Records shown>
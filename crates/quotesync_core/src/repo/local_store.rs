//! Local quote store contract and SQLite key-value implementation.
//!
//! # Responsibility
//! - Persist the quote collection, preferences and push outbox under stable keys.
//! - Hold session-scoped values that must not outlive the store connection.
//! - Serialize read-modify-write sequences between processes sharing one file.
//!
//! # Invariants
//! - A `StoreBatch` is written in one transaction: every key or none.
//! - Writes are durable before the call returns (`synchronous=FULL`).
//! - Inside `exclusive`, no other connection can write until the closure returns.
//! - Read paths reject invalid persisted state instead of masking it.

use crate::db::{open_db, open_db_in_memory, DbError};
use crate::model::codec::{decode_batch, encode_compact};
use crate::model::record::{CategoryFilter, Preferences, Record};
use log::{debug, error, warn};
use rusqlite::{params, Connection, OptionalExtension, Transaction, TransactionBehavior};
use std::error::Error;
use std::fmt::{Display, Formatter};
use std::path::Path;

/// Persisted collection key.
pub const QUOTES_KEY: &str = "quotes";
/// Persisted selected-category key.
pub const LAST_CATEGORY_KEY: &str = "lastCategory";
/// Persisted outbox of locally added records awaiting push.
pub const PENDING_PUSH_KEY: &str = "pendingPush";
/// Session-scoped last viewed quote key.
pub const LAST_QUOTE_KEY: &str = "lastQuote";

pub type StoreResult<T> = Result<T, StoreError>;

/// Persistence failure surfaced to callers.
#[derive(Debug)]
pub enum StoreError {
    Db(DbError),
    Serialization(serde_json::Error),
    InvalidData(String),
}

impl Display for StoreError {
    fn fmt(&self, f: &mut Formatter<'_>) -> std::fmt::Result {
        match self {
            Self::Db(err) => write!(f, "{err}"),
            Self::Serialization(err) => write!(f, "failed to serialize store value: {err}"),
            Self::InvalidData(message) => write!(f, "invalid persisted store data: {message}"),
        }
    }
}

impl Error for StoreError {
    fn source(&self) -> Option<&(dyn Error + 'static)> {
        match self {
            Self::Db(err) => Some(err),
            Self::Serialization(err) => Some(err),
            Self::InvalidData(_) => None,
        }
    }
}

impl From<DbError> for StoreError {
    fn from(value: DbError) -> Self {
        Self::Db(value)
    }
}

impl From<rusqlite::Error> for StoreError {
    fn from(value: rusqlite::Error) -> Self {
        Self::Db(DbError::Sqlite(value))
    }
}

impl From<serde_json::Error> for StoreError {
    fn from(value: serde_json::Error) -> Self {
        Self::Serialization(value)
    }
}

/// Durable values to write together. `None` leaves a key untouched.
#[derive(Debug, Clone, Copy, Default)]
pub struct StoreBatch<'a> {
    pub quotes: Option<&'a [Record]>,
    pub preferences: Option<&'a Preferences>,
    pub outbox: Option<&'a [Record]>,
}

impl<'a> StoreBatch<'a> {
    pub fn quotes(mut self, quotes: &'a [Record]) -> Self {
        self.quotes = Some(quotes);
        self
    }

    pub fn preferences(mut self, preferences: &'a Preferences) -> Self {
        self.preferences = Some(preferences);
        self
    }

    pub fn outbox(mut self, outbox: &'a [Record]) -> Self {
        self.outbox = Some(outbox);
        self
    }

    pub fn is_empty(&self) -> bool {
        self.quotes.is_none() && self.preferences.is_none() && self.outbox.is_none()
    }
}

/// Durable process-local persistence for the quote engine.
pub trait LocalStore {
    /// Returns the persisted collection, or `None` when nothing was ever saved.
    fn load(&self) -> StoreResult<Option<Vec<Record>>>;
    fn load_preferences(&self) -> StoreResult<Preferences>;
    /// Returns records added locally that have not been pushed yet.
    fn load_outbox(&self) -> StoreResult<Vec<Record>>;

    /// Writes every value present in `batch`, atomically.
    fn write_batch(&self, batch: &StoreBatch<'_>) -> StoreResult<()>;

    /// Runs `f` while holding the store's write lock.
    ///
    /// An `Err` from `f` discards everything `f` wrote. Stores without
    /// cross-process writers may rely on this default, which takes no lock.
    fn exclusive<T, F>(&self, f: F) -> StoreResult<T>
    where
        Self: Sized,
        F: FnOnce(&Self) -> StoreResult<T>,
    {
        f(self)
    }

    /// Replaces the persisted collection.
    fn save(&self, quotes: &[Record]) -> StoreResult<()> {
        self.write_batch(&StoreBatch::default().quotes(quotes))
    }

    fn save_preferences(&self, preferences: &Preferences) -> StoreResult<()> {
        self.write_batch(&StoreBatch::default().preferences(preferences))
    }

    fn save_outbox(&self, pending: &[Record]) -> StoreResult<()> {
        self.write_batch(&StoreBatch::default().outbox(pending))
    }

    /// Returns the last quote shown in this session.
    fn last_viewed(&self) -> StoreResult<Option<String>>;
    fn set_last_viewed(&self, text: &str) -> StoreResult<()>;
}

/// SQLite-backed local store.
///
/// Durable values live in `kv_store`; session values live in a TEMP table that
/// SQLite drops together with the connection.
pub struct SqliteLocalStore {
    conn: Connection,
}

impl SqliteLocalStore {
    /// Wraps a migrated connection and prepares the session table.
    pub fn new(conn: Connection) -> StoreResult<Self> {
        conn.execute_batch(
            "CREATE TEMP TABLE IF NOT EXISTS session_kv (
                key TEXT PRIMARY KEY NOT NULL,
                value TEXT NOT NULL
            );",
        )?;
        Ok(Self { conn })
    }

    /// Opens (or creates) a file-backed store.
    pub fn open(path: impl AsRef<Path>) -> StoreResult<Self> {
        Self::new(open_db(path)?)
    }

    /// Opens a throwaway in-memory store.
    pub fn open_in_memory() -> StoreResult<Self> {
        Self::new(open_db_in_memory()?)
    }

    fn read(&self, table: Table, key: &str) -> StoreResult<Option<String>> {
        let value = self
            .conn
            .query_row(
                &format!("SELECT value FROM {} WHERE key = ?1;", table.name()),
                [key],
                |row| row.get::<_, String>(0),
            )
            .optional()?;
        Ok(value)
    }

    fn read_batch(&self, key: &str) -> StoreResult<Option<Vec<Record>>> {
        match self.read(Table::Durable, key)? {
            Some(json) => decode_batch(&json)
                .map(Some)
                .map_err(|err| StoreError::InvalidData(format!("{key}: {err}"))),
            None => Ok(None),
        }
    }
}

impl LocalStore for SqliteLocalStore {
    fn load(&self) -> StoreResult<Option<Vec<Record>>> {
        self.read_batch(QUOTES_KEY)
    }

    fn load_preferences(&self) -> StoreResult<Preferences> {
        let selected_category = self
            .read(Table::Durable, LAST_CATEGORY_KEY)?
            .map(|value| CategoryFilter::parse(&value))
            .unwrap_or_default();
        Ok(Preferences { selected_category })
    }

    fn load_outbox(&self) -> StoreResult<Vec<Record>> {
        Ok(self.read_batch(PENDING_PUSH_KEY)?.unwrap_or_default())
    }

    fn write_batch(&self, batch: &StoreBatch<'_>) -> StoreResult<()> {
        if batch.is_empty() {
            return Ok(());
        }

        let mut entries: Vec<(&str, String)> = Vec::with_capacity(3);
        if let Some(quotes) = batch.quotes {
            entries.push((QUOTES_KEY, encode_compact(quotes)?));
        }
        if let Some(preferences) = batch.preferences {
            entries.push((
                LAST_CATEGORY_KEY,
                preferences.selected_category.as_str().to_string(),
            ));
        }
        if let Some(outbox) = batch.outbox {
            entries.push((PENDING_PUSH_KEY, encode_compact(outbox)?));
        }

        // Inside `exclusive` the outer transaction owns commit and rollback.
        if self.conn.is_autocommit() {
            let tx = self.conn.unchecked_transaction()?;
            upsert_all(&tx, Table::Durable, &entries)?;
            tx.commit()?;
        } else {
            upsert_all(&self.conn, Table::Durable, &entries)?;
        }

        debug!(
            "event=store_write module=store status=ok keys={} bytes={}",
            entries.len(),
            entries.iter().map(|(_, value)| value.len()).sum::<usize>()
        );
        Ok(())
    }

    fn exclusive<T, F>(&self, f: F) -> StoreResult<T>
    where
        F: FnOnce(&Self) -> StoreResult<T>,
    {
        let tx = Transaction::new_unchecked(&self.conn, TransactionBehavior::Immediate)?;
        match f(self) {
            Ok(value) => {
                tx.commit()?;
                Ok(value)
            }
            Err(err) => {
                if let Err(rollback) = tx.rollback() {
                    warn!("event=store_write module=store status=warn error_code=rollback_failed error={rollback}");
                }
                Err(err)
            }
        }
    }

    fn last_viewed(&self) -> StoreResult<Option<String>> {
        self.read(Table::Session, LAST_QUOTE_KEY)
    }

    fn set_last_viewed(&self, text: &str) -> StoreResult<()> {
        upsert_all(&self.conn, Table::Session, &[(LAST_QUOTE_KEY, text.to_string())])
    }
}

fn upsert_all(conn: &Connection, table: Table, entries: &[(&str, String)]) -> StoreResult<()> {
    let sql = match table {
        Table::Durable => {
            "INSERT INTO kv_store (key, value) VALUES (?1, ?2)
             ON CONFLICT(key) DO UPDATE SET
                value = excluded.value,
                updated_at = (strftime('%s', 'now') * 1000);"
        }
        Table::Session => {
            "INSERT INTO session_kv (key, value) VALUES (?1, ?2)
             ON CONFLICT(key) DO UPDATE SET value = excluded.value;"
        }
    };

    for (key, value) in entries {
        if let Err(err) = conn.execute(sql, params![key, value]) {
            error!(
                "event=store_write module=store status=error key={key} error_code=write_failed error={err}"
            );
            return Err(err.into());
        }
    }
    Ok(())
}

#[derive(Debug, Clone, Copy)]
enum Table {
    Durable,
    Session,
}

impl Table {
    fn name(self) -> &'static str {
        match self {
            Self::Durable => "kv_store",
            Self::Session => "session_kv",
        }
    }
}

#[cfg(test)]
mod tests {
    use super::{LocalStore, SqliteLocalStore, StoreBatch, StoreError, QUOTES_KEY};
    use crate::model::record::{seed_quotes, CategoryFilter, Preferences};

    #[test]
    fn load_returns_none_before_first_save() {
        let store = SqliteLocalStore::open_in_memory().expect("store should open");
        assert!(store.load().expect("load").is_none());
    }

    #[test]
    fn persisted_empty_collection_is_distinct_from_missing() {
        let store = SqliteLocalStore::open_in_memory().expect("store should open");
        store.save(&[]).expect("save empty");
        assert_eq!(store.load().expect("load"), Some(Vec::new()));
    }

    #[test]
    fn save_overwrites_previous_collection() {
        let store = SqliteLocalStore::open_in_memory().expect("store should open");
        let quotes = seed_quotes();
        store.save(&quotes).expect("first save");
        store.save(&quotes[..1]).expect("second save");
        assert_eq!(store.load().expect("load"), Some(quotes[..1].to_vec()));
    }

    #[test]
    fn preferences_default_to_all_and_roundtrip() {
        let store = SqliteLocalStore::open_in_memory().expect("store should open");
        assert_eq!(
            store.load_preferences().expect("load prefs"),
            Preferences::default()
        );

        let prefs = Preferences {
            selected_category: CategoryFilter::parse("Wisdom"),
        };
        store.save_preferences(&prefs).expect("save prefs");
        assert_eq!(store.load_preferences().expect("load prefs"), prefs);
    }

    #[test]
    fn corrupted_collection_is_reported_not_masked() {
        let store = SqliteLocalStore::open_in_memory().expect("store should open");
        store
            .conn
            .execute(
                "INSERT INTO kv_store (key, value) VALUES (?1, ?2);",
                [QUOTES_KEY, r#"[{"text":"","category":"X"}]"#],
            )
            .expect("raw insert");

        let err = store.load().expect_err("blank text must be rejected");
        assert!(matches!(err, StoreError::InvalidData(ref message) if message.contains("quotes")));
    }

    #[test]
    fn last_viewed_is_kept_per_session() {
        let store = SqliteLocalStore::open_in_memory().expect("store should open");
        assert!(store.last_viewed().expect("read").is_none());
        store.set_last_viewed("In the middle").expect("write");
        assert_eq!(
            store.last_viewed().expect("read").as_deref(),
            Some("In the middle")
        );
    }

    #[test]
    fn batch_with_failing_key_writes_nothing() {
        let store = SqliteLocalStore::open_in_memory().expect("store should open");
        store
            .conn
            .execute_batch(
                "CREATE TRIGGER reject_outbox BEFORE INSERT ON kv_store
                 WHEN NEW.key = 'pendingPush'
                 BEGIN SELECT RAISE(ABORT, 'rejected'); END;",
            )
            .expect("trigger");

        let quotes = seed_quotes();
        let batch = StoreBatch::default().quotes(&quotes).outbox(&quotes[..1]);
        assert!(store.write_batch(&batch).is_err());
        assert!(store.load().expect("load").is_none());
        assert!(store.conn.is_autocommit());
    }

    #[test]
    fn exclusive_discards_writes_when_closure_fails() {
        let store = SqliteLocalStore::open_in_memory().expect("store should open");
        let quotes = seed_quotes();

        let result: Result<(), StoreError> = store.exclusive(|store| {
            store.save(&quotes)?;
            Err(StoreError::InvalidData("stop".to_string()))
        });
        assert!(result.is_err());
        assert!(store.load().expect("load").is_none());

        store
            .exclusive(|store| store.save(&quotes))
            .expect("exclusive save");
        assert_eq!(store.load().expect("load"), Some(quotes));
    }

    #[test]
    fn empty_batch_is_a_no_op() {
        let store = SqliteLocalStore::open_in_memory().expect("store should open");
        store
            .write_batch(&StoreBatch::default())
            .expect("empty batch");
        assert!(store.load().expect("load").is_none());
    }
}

--

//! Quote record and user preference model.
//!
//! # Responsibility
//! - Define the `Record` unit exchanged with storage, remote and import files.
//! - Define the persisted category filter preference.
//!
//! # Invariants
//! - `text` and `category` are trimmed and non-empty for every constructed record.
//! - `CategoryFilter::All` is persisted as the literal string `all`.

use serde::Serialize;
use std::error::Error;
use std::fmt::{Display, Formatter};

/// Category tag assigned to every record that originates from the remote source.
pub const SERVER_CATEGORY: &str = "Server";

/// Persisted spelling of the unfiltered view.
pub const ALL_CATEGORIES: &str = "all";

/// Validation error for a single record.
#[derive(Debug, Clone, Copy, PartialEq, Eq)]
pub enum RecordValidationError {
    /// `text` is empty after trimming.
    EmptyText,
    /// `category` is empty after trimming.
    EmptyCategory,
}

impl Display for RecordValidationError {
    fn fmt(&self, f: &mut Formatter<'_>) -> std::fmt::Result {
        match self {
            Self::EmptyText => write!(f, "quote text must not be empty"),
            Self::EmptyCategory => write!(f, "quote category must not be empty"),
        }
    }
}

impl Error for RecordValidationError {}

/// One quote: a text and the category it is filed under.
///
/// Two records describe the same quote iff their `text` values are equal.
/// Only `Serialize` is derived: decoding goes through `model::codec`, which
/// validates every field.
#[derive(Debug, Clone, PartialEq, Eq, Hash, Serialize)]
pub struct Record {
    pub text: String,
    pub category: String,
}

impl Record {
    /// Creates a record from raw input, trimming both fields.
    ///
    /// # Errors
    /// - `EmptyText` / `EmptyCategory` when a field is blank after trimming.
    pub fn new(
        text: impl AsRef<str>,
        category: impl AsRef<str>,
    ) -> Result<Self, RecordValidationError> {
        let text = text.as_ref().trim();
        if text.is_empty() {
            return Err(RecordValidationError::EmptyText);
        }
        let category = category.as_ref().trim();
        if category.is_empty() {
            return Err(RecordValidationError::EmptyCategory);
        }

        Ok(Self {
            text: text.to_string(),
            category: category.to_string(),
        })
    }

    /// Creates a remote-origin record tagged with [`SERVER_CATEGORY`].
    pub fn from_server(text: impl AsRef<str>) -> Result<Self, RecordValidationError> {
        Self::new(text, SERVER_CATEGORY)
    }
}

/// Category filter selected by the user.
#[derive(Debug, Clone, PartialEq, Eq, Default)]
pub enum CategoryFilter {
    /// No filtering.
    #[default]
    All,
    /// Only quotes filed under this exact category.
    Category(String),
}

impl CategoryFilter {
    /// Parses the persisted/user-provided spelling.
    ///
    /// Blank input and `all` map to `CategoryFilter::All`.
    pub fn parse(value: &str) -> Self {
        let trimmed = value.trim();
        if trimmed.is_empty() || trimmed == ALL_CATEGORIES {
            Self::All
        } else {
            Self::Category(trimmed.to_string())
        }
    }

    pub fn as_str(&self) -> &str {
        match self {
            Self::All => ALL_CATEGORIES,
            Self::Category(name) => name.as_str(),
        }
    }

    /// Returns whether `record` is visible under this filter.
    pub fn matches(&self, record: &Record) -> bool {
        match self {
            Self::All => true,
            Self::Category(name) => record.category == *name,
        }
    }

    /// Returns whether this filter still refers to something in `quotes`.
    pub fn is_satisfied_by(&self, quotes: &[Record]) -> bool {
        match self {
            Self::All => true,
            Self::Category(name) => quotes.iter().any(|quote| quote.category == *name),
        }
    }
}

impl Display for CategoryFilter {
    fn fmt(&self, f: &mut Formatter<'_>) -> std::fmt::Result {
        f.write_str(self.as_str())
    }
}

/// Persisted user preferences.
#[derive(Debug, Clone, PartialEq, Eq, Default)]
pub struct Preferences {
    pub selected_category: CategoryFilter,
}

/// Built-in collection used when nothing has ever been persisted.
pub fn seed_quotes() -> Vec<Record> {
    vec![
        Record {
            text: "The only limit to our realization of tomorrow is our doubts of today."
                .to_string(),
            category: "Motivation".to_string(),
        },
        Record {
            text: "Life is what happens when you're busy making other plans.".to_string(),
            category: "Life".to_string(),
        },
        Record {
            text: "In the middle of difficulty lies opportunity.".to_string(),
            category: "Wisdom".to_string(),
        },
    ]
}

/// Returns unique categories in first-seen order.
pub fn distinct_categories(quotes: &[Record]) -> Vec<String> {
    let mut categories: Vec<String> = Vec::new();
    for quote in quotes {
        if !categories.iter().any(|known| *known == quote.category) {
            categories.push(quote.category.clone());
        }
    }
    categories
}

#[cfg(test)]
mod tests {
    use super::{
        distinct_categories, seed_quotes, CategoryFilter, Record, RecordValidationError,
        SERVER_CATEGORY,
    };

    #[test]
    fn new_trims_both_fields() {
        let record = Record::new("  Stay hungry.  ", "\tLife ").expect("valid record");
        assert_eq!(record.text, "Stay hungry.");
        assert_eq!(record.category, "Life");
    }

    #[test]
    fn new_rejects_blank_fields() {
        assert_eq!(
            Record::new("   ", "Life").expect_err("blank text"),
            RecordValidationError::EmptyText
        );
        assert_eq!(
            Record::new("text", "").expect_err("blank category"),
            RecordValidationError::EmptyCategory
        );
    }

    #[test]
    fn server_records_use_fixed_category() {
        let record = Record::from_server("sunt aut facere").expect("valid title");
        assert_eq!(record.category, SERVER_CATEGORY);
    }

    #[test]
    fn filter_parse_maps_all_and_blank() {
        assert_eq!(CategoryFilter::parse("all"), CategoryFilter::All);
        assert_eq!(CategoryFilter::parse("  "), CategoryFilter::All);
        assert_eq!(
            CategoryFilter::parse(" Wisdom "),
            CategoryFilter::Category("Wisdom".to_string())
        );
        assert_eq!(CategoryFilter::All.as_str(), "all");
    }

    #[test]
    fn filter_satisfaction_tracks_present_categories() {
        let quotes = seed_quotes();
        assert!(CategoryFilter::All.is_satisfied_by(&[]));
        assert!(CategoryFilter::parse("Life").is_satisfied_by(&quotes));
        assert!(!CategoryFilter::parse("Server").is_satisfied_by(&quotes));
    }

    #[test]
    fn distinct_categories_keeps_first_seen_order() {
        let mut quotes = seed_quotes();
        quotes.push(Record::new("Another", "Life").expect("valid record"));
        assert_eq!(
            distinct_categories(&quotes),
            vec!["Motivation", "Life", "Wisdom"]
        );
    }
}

Exercise prompt> What is the number of lines in the records that contain "backed"? Give that number only.

Task answer> 2